Wieder im Hotelzimmer angekommen, versuchen wir erst mal noch ein wenig das Optima-Express-Schlafdefizit von beiden Vortagen zu beseitigen. Zwei Stunden später satteln wir wieder die Hühner und stürzen uns in diesen gewaltigen Unterschied zwischen Orient und Oxident.

Frauen in schwarzen Gewändern, vermummt bis über die Ohren, sehr westlich gekleidete junge Frauen in Jeans und knappem Oberteil. Prunkvolle Moscheen und schnell erreichbare, aber absolut menschenleere Gassen. Unterschiede, wie sie wohl spannender nicht sein können, prägen diese pulsierende und aktive Stadt.

Weibliche Köder für Fotografen

Galata-Brücke mit Anglern Galata-Brücke - im Hintergrund der Galataturm Sobald wir über die Galata-Brücke wandeln, diesmal in der unteren, mit Gaststätten gespicketen Etage, werden wir angesprochen, ob wir nicht in diesem oder dem anderen Lokal essen möchten. Ich werde regelrecht bedrängt, Jochen lassen sie großflächig in Ruhe.

Wir lernen daraus: wenn die Frau ein bißchen vorausläuft, dient sie als Köder und "mann" kann in Ruhe beobachten und/oder fotografieren ;-).

Bei einer Pause vor der neuen Moschee Istanbuls werden zwei Sesamkringel vertilgt. Interessiert betrachten wir das Putzfahrzeug, die den Vorplatz der Moschee zu säubern hat. Ein wendiger, kleiner Saubermacher auf vier Rädern mit diversen Bürsten an der Seite kurvt rasant zwischen den Parkbänken ohne Rücksicht auf anwesende Beine umher und verscheucht nicht nur die Einheimischen von ihrer abendlichen Rast.

Nächster Morgen: 10:00 Uhr in Istanbul. Zeit zum Frühstücken. Etwas spät, dennoch rechtzeitig erreichen wir das Frühstücksbüffett. Vor unserem zweiten Gang zum Buffett werden langsam vom Bedienpersonal die Segel eingerollt, für das obligatorische Müsli reicht es aber gerade noch. Lehre daraus: Morgen kommen wir etwas früher.
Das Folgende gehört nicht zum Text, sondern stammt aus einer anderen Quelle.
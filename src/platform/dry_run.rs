//! Executor that logs instead of acting

use async_trait::async_trait;

use super::{Outcome, PlatformExecutor, PowerAction, VolumeChange, WindowGesture};

/// Reports success for every operation without touching the system
#[derive(Debug, Clone, Copy, Default)]
pub struct DryRunExecutor;

#[async_trait]
impl PlatformExecutor for DryRunExecutor {
    fn name(&self) -> &str {
        "dry-run"
    }

    async fn launch_app(&self, app: &str) -> Outcome {
        tracing::info!(app, "dry run: launch application");
        Outcome::ok()
    }

    async fn close_app(&self, app: &str) -> Outcome {
        tracing::info!(app, "dry run: close application");
        Outcome::ok()
    }

    async fn power_action(&self, action: PowerAction) -> Outcome {
        tracing::info!(action = action.as_str(), "dry run: power action");
        Outcome::ok()
    }

    async fn set_volume(&self, change: VolumeChange) -> Outcome {
        tracing::info!(?change, "dry run: volume");
        Outcome::ok()
    }

    async fn window_gesture(&self, gesture: WindowGesture) -> Outcome {
        tracing::info!(?gesture, "dry run: window gesture");
        Outcome::ok()
    }

    async fn open_url(&self, url: &str) -> Outcome {
        tracing::info!(url, "dry run: open url");
        Outcome::ok()
    }
}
Morgen haben wir allerdings auch keinen Schlafentzug aus zwei Tagen Zugfahrt mehr auszugleichen.

Istanbul - alter Bahnhof Was macht man nun in einer Millionenstadt, wenn viele Sehenswürdigkeiten geschlossen sind (Montag!). Wir suchen uns die heraus, die nicht geschlossen haben.

Istanbul - alter Bahnhof Die Blaue Moschee, die Zisterne, den Gewürzmarkt und den großen Basar. Ein ganz nettes Programm für diesen Tag. Die Straße zur blauen Moschee sind wir gestern schon mehrmals gefahren, als wir das Hotel suchten. Jetzt lassen wir das Mopped lieber stehen ...

Auf der Suche nach unserem Hotel sind wir schon x-mal hier vorbeigekommen: dem Bahnhof Sirkeci. Dieser Kopfbahnhof wurde 1890 errichtet und gelangte vor allem als Endstation des legendären "Orient-Express" zu Berühmtheit. Das Bahnhofsrestaurant "Orient-Express" ist in den 1950er und 1960er Jahren ein beliebter Treffpunkt von Schriftstellern und anderen Intellektuellen gewesen. Heute sitzt man hier einfach nur gern und beobachtet die Menschen und die einfahrenden Züge.